### TASK DIRECTIONS
In the entries below, every line that contains "unwrap" must be located and copied.

-- INPUT FOR THIS TASK follows --

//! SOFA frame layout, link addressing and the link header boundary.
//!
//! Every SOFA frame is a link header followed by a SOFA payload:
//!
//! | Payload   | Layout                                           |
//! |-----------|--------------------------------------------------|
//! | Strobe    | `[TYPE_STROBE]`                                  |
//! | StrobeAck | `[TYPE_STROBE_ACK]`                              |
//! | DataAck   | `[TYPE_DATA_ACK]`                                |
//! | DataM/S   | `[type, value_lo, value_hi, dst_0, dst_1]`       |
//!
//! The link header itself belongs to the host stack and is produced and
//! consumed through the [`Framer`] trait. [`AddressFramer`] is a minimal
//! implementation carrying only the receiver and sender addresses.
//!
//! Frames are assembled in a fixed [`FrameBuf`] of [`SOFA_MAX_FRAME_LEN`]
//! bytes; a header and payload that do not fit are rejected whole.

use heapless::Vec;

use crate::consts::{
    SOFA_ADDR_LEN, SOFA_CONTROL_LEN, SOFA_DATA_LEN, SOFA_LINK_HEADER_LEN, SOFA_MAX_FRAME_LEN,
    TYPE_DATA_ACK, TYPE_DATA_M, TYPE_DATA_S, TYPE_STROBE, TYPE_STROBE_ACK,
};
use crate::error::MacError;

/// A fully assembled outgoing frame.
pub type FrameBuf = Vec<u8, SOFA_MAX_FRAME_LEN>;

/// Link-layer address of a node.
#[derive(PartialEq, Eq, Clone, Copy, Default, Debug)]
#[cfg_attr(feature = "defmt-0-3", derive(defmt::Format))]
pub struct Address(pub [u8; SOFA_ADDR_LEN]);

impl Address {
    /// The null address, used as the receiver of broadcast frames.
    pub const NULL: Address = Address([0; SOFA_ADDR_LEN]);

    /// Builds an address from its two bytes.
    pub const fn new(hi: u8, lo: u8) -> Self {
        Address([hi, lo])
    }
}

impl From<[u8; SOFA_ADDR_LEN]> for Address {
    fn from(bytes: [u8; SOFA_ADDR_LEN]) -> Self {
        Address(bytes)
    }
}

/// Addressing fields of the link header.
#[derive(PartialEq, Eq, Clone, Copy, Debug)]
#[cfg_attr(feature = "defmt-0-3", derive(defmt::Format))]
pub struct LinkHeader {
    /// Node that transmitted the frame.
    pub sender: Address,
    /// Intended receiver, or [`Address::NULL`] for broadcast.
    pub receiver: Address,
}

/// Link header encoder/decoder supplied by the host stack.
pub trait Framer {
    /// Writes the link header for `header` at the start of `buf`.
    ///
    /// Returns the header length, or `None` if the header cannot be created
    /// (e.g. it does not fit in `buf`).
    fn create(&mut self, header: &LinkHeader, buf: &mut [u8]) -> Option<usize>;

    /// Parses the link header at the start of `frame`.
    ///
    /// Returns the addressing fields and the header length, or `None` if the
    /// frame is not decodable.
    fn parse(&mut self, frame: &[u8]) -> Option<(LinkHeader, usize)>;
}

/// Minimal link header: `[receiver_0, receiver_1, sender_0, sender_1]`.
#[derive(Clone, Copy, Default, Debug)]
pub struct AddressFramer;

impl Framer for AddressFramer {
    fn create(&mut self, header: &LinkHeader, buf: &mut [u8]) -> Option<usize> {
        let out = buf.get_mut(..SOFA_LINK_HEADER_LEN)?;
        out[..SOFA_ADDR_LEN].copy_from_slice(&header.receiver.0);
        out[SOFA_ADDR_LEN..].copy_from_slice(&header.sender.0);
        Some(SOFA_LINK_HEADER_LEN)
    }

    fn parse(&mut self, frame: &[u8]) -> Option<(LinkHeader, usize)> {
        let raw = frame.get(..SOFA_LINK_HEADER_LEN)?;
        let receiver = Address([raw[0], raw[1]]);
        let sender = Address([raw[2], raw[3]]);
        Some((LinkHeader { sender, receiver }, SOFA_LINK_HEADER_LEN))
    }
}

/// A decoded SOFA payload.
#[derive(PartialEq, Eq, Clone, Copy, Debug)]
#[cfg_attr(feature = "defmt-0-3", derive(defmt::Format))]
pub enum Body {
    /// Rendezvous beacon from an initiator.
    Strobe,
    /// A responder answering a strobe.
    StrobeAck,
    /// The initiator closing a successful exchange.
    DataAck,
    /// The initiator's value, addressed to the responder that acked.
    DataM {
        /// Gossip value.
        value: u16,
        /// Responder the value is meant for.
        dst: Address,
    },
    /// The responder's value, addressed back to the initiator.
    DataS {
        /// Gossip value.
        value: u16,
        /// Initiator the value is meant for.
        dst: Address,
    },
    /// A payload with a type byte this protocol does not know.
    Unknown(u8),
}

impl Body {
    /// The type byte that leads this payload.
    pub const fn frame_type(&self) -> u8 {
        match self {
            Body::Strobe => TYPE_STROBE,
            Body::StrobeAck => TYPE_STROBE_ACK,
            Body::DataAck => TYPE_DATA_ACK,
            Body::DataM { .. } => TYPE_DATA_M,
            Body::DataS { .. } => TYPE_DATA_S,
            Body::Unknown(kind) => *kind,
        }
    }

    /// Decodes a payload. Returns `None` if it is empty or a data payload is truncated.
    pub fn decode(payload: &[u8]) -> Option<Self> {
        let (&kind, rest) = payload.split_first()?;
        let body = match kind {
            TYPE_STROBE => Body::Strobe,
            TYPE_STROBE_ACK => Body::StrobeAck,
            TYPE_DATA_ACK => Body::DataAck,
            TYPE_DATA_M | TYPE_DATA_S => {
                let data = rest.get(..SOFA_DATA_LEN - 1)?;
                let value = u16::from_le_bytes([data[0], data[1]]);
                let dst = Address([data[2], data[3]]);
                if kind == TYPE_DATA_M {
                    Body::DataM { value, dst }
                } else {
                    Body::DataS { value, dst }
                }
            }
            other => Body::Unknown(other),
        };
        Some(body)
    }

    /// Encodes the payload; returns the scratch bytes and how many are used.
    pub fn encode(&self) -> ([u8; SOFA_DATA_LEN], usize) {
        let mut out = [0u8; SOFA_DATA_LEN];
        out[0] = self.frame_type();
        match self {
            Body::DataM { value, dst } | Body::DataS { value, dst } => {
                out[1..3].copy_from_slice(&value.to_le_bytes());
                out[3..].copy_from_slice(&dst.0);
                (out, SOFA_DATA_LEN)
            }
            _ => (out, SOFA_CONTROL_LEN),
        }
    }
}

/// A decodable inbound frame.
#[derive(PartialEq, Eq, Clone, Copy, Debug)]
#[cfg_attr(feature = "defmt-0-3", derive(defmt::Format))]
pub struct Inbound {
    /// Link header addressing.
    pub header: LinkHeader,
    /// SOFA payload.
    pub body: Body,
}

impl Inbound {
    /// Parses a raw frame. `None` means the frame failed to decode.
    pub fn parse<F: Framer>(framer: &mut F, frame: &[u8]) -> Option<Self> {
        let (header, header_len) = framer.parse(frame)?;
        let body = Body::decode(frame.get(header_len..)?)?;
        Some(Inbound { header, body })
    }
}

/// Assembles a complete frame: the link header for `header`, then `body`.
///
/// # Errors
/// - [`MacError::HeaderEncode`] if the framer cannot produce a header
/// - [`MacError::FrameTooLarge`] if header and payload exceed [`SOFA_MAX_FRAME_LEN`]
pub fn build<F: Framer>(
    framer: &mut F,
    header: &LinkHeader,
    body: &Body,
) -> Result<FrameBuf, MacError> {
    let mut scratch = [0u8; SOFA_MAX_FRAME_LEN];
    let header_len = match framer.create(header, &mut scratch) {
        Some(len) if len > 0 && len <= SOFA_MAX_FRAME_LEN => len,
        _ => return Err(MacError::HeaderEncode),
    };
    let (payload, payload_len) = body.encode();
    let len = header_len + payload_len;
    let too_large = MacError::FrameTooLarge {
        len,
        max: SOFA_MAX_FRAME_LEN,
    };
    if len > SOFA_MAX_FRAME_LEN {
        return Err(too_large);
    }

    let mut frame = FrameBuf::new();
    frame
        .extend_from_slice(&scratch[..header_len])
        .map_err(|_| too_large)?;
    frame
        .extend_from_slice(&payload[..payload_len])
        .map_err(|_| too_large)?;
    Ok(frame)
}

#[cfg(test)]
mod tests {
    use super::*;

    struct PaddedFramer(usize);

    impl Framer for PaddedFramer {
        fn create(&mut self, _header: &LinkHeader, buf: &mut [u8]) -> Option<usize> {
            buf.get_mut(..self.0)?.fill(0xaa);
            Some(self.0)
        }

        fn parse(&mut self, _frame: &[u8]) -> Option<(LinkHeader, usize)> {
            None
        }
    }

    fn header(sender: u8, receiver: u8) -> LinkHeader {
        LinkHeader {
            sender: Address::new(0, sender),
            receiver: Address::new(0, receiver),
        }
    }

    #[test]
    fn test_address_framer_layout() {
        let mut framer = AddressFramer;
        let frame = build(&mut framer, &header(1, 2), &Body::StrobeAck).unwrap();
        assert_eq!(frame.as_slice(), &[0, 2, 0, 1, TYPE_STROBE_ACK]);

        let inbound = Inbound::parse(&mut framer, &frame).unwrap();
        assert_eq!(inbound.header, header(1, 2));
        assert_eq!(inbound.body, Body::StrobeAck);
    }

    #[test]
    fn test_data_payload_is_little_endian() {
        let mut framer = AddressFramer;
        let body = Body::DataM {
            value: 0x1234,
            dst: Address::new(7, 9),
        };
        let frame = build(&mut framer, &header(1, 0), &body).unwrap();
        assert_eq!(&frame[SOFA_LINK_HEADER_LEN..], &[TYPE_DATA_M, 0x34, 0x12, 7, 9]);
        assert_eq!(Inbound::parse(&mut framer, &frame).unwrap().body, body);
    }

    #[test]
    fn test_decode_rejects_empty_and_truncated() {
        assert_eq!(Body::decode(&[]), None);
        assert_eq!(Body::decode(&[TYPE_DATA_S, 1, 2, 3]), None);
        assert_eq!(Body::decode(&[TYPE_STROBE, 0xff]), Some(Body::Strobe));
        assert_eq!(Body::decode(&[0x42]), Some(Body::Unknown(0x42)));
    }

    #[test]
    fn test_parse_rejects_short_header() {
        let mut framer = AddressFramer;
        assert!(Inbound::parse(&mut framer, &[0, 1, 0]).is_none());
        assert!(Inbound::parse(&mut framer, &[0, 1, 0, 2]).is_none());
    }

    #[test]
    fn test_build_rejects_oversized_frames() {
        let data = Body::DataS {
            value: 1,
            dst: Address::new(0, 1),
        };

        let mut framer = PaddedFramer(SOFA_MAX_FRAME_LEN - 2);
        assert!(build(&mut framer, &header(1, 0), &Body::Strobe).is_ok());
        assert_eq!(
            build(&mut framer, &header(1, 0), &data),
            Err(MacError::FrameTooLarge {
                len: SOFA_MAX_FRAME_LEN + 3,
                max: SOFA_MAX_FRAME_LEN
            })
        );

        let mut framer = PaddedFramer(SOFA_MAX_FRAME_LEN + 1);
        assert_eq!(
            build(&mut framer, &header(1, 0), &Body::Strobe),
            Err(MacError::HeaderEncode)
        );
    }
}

-- INPUT FOR THIS TASK concluded --

### RESULT OF THIS EXERCISE
        let frame = build(&mut framer, &header(1, 2), &Body::StrobeAck).unwrap();
        let inbound = Inbound::parse(&mut framer, &frame).unwrap();
        let frame = build(&mut framer, &header(1, 0), &body).unwrap();
        assert_eq!(Inbound::parse(&mut framer, &frame).unwrap().body, body);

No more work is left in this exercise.